### What to do
When you find the line with "(-10_000i64..10_000, 0i64..10_000).prop_map(|(lo, width)|" among the records below, reproduce it and each line after it exactly, ending with the line with "2020 and 2030.".

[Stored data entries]
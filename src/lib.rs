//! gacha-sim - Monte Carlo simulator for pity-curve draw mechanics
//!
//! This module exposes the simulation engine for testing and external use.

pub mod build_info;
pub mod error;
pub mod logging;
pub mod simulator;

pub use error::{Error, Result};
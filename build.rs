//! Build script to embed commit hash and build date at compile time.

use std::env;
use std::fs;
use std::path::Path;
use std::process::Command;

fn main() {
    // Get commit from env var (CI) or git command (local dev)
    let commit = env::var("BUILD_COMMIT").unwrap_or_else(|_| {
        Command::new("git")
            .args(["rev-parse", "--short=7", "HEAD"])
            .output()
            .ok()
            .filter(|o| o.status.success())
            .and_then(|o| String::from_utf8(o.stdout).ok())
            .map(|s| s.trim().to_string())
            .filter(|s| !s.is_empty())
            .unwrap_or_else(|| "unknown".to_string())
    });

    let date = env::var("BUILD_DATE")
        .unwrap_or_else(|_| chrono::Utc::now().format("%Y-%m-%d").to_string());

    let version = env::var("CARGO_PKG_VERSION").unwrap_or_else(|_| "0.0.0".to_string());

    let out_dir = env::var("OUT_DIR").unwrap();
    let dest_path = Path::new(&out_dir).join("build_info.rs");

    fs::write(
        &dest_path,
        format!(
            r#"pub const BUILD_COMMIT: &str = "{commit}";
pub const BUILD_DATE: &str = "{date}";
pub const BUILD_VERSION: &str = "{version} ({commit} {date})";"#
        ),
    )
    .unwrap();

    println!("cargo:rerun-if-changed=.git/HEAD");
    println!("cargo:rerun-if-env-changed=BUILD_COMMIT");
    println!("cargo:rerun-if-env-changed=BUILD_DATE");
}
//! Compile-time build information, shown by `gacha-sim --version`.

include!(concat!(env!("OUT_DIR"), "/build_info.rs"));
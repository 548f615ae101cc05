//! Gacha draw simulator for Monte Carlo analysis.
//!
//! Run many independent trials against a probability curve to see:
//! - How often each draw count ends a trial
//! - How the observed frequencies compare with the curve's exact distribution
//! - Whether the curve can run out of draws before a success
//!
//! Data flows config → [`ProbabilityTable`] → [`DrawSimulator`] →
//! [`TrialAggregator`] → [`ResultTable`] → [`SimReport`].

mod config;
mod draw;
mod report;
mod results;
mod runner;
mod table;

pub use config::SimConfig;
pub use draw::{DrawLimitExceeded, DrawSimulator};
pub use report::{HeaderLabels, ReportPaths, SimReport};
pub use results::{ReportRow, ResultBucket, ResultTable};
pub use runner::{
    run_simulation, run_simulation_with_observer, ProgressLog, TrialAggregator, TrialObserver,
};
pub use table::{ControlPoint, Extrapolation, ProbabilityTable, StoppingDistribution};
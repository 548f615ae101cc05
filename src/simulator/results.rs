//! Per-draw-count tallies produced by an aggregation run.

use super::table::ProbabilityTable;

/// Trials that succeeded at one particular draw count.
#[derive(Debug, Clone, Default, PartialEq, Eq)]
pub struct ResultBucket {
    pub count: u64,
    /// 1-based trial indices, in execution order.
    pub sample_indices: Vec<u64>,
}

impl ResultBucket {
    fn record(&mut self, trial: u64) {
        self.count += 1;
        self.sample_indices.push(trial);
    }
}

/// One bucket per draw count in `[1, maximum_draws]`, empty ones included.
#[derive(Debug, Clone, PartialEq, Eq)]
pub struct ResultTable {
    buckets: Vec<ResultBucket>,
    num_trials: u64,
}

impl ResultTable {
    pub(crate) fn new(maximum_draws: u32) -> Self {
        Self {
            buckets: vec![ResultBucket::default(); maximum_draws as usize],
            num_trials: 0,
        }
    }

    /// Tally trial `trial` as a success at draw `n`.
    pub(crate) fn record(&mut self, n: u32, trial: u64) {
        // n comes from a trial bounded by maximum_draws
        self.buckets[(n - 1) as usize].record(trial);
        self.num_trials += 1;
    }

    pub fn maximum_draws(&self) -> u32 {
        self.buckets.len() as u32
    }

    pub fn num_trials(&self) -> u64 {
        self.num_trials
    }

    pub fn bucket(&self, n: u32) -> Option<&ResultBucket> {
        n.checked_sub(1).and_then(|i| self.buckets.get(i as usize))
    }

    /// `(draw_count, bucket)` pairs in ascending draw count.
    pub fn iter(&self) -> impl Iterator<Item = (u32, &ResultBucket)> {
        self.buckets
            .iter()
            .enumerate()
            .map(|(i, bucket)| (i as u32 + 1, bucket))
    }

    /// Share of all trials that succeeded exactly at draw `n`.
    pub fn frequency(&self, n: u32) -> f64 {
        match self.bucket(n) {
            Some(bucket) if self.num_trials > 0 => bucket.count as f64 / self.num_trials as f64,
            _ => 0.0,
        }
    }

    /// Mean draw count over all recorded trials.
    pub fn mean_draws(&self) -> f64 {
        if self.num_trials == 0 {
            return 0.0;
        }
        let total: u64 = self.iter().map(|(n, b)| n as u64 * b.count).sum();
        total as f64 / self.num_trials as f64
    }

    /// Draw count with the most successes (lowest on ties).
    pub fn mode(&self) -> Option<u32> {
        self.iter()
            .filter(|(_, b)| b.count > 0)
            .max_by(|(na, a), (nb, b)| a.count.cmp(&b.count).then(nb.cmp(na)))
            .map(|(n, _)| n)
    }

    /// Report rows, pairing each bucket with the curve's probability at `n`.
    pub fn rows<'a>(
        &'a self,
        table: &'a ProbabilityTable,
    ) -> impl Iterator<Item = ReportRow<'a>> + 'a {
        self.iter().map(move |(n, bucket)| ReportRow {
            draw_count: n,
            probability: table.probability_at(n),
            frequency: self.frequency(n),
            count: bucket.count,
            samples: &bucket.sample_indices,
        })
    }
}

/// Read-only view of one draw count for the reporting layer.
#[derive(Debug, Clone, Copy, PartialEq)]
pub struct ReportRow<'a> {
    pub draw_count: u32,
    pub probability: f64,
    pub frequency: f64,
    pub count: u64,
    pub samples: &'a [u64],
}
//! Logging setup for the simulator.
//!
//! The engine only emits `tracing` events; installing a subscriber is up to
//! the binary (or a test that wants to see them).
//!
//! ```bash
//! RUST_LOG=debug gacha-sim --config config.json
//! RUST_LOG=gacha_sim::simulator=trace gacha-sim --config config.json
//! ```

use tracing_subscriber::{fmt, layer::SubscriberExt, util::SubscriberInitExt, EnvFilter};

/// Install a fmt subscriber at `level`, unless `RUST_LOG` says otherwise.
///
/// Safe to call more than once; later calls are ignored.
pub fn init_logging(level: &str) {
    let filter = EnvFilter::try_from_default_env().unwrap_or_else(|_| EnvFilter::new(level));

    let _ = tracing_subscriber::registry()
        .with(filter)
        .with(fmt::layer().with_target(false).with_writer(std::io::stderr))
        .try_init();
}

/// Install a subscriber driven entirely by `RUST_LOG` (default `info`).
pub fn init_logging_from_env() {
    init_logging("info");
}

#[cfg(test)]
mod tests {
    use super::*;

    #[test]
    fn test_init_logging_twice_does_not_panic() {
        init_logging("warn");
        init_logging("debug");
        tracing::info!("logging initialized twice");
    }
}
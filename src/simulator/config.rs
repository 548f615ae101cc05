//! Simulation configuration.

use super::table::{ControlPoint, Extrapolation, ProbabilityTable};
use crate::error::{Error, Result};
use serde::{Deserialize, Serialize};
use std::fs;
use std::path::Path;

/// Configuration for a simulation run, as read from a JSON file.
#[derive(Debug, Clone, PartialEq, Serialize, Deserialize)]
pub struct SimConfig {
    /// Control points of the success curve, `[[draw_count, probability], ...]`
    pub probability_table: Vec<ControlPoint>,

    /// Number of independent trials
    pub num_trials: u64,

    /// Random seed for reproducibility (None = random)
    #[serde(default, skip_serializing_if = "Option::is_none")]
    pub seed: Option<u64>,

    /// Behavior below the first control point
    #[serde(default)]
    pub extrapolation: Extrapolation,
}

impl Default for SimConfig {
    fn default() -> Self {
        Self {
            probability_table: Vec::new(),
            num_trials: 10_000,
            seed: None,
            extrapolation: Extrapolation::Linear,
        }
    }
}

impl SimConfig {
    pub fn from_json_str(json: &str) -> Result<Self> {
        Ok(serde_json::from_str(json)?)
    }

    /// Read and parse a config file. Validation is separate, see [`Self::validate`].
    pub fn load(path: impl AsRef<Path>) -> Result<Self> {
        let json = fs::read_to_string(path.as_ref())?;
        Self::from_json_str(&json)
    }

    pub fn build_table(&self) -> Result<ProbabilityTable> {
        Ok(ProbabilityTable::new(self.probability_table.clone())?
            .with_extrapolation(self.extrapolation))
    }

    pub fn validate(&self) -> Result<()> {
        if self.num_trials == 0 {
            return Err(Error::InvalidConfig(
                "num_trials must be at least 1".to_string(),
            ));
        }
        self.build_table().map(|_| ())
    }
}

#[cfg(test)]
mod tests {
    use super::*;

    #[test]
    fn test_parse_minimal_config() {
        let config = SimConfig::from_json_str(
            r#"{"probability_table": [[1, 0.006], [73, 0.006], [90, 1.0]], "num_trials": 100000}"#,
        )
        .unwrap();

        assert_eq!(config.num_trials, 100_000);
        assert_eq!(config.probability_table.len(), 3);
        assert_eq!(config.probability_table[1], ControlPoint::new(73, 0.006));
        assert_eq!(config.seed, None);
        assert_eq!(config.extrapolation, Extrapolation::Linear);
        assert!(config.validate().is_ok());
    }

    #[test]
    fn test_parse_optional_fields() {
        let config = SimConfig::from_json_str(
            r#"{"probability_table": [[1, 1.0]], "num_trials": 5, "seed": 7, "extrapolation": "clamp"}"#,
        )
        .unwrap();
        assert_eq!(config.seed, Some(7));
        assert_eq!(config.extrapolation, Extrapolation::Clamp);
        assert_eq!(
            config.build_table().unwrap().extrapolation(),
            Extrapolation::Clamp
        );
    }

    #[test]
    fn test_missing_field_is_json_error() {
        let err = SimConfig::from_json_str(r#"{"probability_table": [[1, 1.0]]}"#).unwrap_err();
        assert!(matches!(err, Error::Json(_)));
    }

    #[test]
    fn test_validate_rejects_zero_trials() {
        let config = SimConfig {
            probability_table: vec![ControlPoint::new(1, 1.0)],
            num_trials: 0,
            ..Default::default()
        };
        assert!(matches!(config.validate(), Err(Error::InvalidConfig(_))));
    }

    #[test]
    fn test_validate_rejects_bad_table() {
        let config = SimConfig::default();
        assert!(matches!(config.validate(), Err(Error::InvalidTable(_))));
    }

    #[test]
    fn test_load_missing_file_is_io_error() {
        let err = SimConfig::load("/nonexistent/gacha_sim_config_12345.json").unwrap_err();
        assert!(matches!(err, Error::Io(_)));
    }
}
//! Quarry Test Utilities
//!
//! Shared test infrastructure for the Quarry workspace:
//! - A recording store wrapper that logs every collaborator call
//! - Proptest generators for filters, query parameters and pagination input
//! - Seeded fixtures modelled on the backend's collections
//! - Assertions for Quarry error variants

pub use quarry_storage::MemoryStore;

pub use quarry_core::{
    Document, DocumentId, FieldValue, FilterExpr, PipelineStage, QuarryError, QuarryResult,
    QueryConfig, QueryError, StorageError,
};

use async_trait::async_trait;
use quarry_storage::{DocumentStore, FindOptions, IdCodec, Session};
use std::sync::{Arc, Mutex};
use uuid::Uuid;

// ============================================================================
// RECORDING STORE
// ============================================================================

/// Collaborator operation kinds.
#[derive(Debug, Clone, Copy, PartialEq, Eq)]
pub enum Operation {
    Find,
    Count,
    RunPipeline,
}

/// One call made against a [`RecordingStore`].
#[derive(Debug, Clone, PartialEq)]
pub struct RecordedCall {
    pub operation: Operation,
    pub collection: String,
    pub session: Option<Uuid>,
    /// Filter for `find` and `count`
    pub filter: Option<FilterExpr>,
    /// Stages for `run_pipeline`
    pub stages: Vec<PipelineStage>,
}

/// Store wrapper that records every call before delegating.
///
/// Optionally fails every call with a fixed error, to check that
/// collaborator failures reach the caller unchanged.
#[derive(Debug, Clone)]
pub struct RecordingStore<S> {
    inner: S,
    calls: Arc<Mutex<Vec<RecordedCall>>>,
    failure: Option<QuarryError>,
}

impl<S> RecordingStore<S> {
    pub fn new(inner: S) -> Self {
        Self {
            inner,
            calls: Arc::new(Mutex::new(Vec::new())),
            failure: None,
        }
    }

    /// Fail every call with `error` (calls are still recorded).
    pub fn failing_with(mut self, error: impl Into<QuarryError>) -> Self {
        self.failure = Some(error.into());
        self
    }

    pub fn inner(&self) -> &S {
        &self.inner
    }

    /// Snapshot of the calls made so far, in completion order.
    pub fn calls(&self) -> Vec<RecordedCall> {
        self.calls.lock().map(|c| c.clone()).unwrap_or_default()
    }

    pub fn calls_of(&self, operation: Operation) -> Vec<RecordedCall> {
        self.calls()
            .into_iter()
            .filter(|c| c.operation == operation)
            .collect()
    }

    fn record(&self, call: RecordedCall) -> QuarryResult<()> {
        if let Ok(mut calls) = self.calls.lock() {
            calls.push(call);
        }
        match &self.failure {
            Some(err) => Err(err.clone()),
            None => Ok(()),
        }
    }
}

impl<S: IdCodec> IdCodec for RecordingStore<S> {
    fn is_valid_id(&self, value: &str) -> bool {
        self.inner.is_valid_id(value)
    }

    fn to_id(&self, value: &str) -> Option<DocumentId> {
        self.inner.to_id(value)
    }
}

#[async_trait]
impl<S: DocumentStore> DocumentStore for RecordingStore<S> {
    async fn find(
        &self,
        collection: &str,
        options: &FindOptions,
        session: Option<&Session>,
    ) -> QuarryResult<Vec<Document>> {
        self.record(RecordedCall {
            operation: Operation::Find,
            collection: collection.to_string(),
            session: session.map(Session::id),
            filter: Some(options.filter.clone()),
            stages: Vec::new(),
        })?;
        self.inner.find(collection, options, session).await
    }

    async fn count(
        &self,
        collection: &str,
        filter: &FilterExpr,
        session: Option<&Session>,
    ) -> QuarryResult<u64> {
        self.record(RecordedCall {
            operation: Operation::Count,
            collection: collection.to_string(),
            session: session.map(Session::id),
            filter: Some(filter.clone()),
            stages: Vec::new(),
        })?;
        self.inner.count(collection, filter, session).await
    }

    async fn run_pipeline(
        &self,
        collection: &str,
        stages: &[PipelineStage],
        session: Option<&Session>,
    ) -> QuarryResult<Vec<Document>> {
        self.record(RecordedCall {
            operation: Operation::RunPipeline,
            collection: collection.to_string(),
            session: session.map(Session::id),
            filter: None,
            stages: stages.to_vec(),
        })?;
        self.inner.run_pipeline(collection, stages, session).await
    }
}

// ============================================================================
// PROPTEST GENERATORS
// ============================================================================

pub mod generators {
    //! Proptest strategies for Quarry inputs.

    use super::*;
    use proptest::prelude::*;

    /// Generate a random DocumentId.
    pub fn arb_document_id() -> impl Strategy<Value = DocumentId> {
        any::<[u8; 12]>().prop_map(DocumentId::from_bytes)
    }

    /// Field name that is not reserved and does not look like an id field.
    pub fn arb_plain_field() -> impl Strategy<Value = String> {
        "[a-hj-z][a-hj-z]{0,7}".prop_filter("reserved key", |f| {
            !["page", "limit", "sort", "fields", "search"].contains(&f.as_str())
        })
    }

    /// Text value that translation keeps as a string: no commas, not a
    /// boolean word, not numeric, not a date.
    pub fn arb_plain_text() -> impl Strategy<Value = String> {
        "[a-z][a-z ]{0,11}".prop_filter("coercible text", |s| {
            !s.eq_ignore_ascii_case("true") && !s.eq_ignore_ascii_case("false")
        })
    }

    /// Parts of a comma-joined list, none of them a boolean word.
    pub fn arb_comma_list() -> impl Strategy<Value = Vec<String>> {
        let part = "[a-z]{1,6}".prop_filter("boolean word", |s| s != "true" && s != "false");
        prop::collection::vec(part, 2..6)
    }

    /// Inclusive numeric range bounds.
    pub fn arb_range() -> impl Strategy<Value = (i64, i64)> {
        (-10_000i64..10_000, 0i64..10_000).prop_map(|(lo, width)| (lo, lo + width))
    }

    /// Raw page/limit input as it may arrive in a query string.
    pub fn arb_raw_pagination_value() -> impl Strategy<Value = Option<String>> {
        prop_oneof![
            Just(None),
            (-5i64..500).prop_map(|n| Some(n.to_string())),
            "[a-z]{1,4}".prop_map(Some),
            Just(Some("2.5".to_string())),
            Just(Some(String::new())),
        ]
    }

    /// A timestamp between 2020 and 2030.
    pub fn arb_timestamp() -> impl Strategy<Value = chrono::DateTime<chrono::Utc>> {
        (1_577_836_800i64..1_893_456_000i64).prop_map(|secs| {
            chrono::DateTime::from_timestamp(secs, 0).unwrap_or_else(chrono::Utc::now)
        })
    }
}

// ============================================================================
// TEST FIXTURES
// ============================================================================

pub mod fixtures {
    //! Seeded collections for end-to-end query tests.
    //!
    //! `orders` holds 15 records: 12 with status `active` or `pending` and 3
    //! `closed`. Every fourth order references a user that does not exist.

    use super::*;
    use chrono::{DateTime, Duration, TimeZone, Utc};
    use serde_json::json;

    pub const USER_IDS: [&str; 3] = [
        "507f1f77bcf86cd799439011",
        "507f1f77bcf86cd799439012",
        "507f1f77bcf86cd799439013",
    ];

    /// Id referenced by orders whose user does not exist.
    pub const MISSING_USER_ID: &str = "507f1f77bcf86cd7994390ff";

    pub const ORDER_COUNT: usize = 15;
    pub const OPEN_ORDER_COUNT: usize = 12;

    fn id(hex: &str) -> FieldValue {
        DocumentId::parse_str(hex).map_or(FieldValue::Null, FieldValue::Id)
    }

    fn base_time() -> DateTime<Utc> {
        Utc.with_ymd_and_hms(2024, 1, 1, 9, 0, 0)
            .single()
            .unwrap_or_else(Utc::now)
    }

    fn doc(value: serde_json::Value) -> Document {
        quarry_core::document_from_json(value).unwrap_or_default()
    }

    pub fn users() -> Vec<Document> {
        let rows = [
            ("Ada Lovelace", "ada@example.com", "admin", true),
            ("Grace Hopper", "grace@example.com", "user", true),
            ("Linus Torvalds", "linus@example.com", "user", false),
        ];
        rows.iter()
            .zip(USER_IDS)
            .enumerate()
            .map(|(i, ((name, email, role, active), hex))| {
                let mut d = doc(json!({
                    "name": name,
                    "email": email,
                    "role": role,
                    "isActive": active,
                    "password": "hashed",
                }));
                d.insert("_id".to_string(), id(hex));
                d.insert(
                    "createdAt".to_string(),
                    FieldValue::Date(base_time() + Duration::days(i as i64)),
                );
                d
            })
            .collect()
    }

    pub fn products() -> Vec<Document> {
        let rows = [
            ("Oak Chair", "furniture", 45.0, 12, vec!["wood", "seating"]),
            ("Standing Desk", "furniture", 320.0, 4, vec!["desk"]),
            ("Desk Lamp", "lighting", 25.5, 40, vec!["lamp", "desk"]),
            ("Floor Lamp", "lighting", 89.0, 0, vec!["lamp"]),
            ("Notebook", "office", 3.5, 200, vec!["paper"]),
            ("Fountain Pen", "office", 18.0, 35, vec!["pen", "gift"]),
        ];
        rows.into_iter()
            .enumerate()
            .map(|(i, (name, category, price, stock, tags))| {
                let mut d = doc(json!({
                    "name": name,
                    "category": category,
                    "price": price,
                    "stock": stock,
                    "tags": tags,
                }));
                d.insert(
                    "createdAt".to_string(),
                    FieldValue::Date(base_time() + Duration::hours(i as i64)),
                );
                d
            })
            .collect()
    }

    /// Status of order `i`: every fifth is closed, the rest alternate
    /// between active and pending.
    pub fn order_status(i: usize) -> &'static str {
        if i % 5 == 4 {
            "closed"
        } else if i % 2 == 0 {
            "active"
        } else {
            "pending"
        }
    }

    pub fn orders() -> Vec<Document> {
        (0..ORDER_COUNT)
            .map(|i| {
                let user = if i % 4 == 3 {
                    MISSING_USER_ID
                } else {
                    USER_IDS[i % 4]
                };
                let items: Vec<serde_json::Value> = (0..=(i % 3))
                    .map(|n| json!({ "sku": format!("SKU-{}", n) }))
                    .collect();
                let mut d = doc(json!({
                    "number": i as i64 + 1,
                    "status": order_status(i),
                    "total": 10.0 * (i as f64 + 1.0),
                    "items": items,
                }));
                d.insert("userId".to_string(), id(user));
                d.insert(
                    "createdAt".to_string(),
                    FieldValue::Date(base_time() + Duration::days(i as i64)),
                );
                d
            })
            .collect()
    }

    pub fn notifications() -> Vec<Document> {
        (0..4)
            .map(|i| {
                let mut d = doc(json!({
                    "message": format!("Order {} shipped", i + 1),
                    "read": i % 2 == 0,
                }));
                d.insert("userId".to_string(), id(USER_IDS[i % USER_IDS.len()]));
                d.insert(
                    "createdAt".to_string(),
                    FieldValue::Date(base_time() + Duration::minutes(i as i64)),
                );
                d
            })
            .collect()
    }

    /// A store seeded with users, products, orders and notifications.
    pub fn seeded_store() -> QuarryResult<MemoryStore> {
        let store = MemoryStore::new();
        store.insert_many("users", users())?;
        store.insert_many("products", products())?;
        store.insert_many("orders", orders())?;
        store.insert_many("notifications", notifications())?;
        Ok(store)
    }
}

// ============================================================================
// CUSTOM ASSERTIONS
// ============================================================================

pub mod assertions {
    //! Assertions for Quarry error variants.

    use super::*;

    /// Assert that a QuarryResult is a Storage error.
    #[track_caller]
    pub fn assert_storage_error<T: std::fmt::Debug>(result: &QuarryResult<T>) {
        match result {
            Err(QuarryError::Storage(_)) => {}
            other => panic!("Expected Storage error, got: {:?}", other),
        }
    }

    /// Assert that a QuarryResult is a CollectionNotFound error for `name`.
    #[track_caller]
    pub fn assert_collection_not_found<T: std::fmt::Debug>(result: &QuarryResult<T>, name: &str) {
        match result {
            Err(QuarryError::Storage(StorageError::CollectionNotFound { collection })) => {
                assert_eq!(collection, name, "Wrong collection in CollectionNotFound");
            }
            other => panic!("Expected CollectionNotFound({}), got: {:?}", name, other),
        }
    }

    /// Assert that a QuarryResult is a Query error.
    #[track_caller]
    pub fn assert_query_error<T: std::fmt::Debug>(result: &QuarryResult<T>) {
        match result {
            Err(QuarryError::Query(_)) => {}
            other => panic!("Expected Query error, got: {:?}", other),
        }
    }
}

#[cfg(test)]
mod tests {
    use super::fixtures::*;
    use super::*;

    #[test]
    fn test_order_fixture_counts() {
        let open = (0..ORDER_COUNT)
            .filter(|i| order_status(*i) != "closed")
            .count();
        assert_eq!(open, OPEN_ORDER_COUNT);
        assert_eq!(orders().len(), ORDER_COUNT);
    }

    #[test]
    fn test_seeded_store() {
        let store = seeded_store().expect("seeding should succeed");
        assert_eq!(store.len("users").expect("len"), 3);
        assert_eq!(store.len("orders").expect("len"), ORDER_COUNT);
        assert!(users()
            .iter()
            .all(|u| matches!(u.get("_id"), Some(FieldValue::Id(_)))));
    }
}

### Response to the task
        (-10_000i64..10_000, 0i64..10_000).prop_map(|(lo, width)| (lo, lo + width))
    }

    /// Raw page/limit input as it may arrive in a query string.
    pub fn arb_raw_pagination_value() -> impl Strategy<Value = Option<String>> {
        prop_oneof![
            Just(None),
            (-5i64..500).prop_map(|n| Some(n.to_string())),
            "[a-z]{1,4}".prop_map(Some),
            Just(Some("2.5".to_string())),
            Just(Some(String::new())),
        ]
    }

    /// A timestamp between 2020 and 2030.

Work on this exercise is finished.